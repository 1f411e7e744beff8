mod cli;
mod infra;
mod predict;
mod routes;
mod server;

use loan_approval::error::AppError;

pub async fn run() -> Result<(), AppError> {
    cli::run().await
}
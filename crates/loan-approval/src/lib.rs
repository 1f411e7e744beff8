//! Loan approval decisions backed by a pre-fit scaler and classifier bundle.
//!
//! The [`model`] module loads the artifact once at startup; the [`decision`] module validates
//! applicant input against the bundle's feature list and turns the classifier label into an
//! approve/reject outcome.

pub mod config;
pub mod decision;
pub mod error;
pub mod model;
pub mod telemetry;
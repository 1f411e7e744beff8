use crate::cli::ServeArgs;
use crate::infra::{load_decision_service, AppState};
use crate::routes::with_decision_routes;
use axum::Extension;
use axum_prometheus::PrometheusMetricLayer;
use loan_approval::config::AppConfig;
use loan_approval::error::AppError;
use loan_approval::telemetry;
use std::sync::atomic::Ordering;
use std::sync::Arc;
use tracing::info;

pub(crate) async fn run(mut args: ServeArgs) -> Result<(), AppError> {
    let mut config = AppConfig::load()?;

    if let Some(host) = args.host.take() {
        config.server.host = host;
    }
    if let Some(port) = args.port.take() {
        config.server.port = port;
    }
    if let Some(model) = args.model.take() {
        config.model.path = model;
    }

    telemetry::init(&config.telemetry)?;

    let (prometheus_layer, prometheus_handle) = PrometheusMetricLayer::pair();
    let readiness_flag = Arc::new(std::sync::atomic::AtomicBool::new(false));
    let app_state = AppState {
        readiness: readiness_flag.clone(),
        metrics: Arc::new(prometheus_handle),
    };

    let service = load_decision_service(&config.model.path)?;

    let app = with_decision_routes(service, config.model.presentation_delay)
        .layer(Extension(app_state))
        .layer(prometheus_layer);

    let addr = config.server.socket_addr()?;
    let listener = tokio::net::TcpListener::bind(addr).await?;
    readiness_flag.store(true, Ordering::Release);

    info!(?config.environment, %addr, "loan approval service ready");

    axum::serve(listener, app).await?;
    Ok(())
}
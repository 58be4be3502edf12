use crate::ItemWidthAverager;
use crate::key::{CacheKey, SizeMap};
use crate::types::ItemSize;

/// Error returned when attempting to set the zoom factor to zero.
#[derive(Debug, Clone, Copy, PartialEq, Eq, thiserror::Error)]
#[error("zoom level can not be set to zero")]
pub struct InvalidZoom;

/// Measured item sizes keyed by stable item identity, with a zoom transform.
///
/// Entries are stored in base (unzoomed) units: writes divide by the current
/// zoom factor and reads multiply by it, so cached geometry is zoom-invariant
/// at rest and a zoom change never invalidates measurements.
///
/// The cache also owns the [`ItemWidthAverager`] that estimates widths for
/// items not measured yet, and remembers the first-measured entry as the
/// uniform row-height estimate (all items are assumed to share one height;
/// first-measured wins if they do not).
#[derive(Clone, Debug)]
pub struct SizeCache<K> {
    entries: SizeMap<K>,
    averager: ItemWidthAverager,
    zoom_level: f64,
    first_key: Option<K>,
}

impl<K: CacheKey + Clone> SizeCache<K> {
    pub fn new() -> Self {
        Self::with_default_item_width(ItemWidthAverager::DEFAULT_WIDTH)
    }

    /// Creates a cache whose averager starts from `default_item_width`.
    pub fn with_default_item_width(default_item_width: f64) -> Self {
        Self {
            entries: SizeMap::new(),
            averager: ItemWidthAverager::new(default_item_width),
            zoom_level: 1.0,
            first_key: None,
        }
    }

    /// See [`ItemWidthAverager::set_default_width`].
    pub fn set_default_item_width(&mut self, default_item_width: f64) {
        self.averager.set_default_width(default_item_width);
    }

    pub fn has(&self, key: &K) -> bool {
        self.entries.contains_key(key)
    }

    /// Looks up a measured size, scaled by the current zoom factor.
    ///
    /// `None` means the item has not been measured; callers fall back to
    /// [`Self::average_item_width`] for layout.
    pub fn get(&self, key: &K) -> Option<ItemSize> {
        self.entries.get(key).map(|entry| ItemSize {
            width: entry.width * self.zoom_level,
            height: entry.height * self.zoom_level,
        })
    }

    /// Stores a measured size, converting it to base units first, and feeds
    /// the base width into the averager.
    pub fn set(&mut self, key: K, size: ItemSize) {
        let base = ItemSize {
            width: size.width / self.zoom_level,
            height: size.height / self.zoom_level,
        };
        if self.first_key.is_none() {
            self.first_key = Some(key.clone());
        }
        self.entries.insert(key, base);
        self.averager.add_width(base.width);
    }

    pub fn is_empty(&self) -> bool {
        self.entries.is_empty()
    }

    pub fn len(&self) -> usize {
        self.entries.len()
    }

    /// Empties the cache and resets the averager.
    pub fn clear(&mut self) {
        self.entries.clear();
        self.averager.reset();
        self.first_key = None;
    }

    /// The current width estimate for unmeasured items, zoom-scaled.
    pub fn average_item_width(&self) -> f64 {
        self.averager.average_item_width() * self.zoom_level
    }

    /// The uniform row-height estimate: the first-measured entry's height,
    /// zoom-scaled. `None` while the cache is empty.
    pub fn item_height(&self) -> Option<f64> {
        let key = self.first_key.as_ref()?;
        let entry = self.entries.get(key)?;
        Some(entry.height * self.zoom_level)
    }

    /// Sets the zoom factor applied on every read and write.
    ///
    /// A factor of zero is rejected and the prior zoom is retained. Stored
    /// base values are unaffected by zoom changes.
    pub fn set_zoom_level(&mut self, zoom_level: f64) -> Result<(), InvalidZoom> {
        if zoom_level == 0.0 {
            wwarn!("SizeCache: zoom level of zero rejected");
            return Err(InvalidZoom);
        }
        self.zoom_level = zoom_level;
        Ok(())
    }

    pub fn zoom_level(&self) -> f64 {
        self.zoom_level
    }
}

impl<K: CacheKey + Clone> Default for SizeCache<K> {
    fn default() -> Self {
        Self::new()
    }
}
//! The row-wrapping layout simulation.
//!
//! Items inside a group lay out left-to-right and wrap to a new row when the
//! running row width would exceed the view width; every group is prefixed by
//! a fixed-height header. The same simulation is run for the start-range
//! search, the end-range search and the total-extent calculation, and lives
//! here once so the three passes cannot disagree about where rows break.

use crate::SizeCache;
use crate::WindowerOptions;
use crate::key::CacheKey;

#[derive(Clone, Copy, Debug, PartialEq, Eq)]
pub(crate) struct StartRange {
    pub(crate) group_start: usize,
    pub(crate) item_start: usize,
    /// Fully-passed rows above the start item, for the top-padding output.
    pub(crate) rows_before_start: usize,
}

#[derive(Clone, Copy, Debug, PartialEq, Eq)]
pub(crate) struct EndRange {
    pub(crate) group_end: usize,
    /// Exclusive, within `group_end`.
    pub(crate) item_end: usize,
}

/// Width used for one item: its measured (zoom-scaled) width when cached,
/// else the current average estimate.
fn item_width<K: CacheKey + Clone>(
    options: &WindowerOptions<K>,
    cache: &SizeCache<K>,
    child_width: f64,
    group: usize,
    item: usize,
) -> f64 {
    let key = (options.item_key)(group, item);
    cache.get(&key).map_or(child_width, |size| size.width)
}

/// Walks the wrap simulation until the accumulated content height passes
/// `scroll_top - buffer`, returning the group/item index where that happens
/// plus the count of rows fully above it.
pub(crate) fn start_range<K: CacheKey + Clone>(
    options: &WindowerOptions<K>,
    cache: &SizeCache<K>,
    child_width: f64,
    child_height: f64,
    view_width: f64,
    scroll_top: f64,
    buffer: f64,
) -> StartRange {
    let mut row_width = 0.0;
    let mut number_of_rows = 0usize;
    let mut content_height = 0.0;

    for group in 0..options.group_count {
        content_height += options.group_header_height;
        for item in 0..(options.group_len)(group) {
            let width = item_width(options, cache, child_width, group, item);
            if item != 0 && row_width + width <= view_width {
                row_width += width;
            } else {
                row_width = width;
                content_height += child_height;
                number_of_rows += 1;
            }

            if content_height > scroll_top - buffer {
                return StartRange {
                    group_start: group,
                    item_start: item,
                    rows_before_start: number_of_rows.saturating_sub(1),
                };
            }
        }
        row_width = 0.0;
    }

    StartRange {
        group_start: 0,
        item_start: 0,
        rows_before_start: 0,
    }
}

/// Continues the wrap simulation from the start indices until the content
/// height passes `view_height + child_height + buffer_size`, returning the
/// last visible group and the exclusive item cut before the crossing row.
///
/// When the threshold is never crossed the range runs to the end of the last
/// group.
pub(crate) fn end_range<K: CacheKey + Clone>(
    options: &WindowerOptions<K>,
    cache: &SizeCache<K>,
    child_width: f64,
    child_height: f64,
    view_width: f64,
    view_height: f64,
    buffer_size: f64,
    group_start: usize,
    item_start: usize,
) -> EndRange {
    if options.group_count == 0 {
        return EndRange {
            group_end: 0,
            item_end: 0,
        };
    }

    let mut row_width = 0.0;
    let mut content_height = 0.0;

    for group in group_start..options.group_count {
        content_height += options.group_header_height;
        let first = if group == group_start { item_start } else { 0 };
        for item in first..(options.group_len)(group) {
            let width = item_width(options, cache, child_width, group, item);
            if item != 0 && row_width + width <= view_width {
                row_width += width;
            } else {
                if content_height > view_height + child_height + buffer_size {
                    return EndRange {
                        group_end: group,
                        item_end: item,
                    };
                }
                row_width = width;
                content_height += child_height;
            }
        }
        row_width = 0.0;
    }

    let last_group = options.group_count - 1;
    EndRange {
        group_end: last_group,
        item_end: (options.group_len)(last_group),
    }
}

/// Total scrollable extent: per group, the header height plus one child
/// height per row started by the wrap rule.
pub(crate) fn total_scroll_height<K: CacheKey + Clone>(
    options: &WindowerOptions<K>,
    cache: &SizeCache<K>,
    child_width: f64,
    child_height: f64,
    view_width: f64,
) -> f64 {
    let mut scroll_height = 0.0;
    let mut row_width = 0.0;

    for group in 0..options.group_count {
        scroll_height += options.group_header_height;
        for item in 0..(options.group_len)(group) {
            let width = item_width(options, cache, child_width, group, item);
            if item != 0 && row_width + width <= view_width {
                row_width += width;
            } else {
                scroll_height += child_height;
                row_width = width;
            }
        }
        row_width = 0.0;
    }

    scroll_height
}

* * * * * * * * *

What to produce:
Copy every line of the entries above in which "plus" occurs.

Task answer:
/// plus the count of rows fully above it.
/// Total scrollable extent: per group, the header height plus one child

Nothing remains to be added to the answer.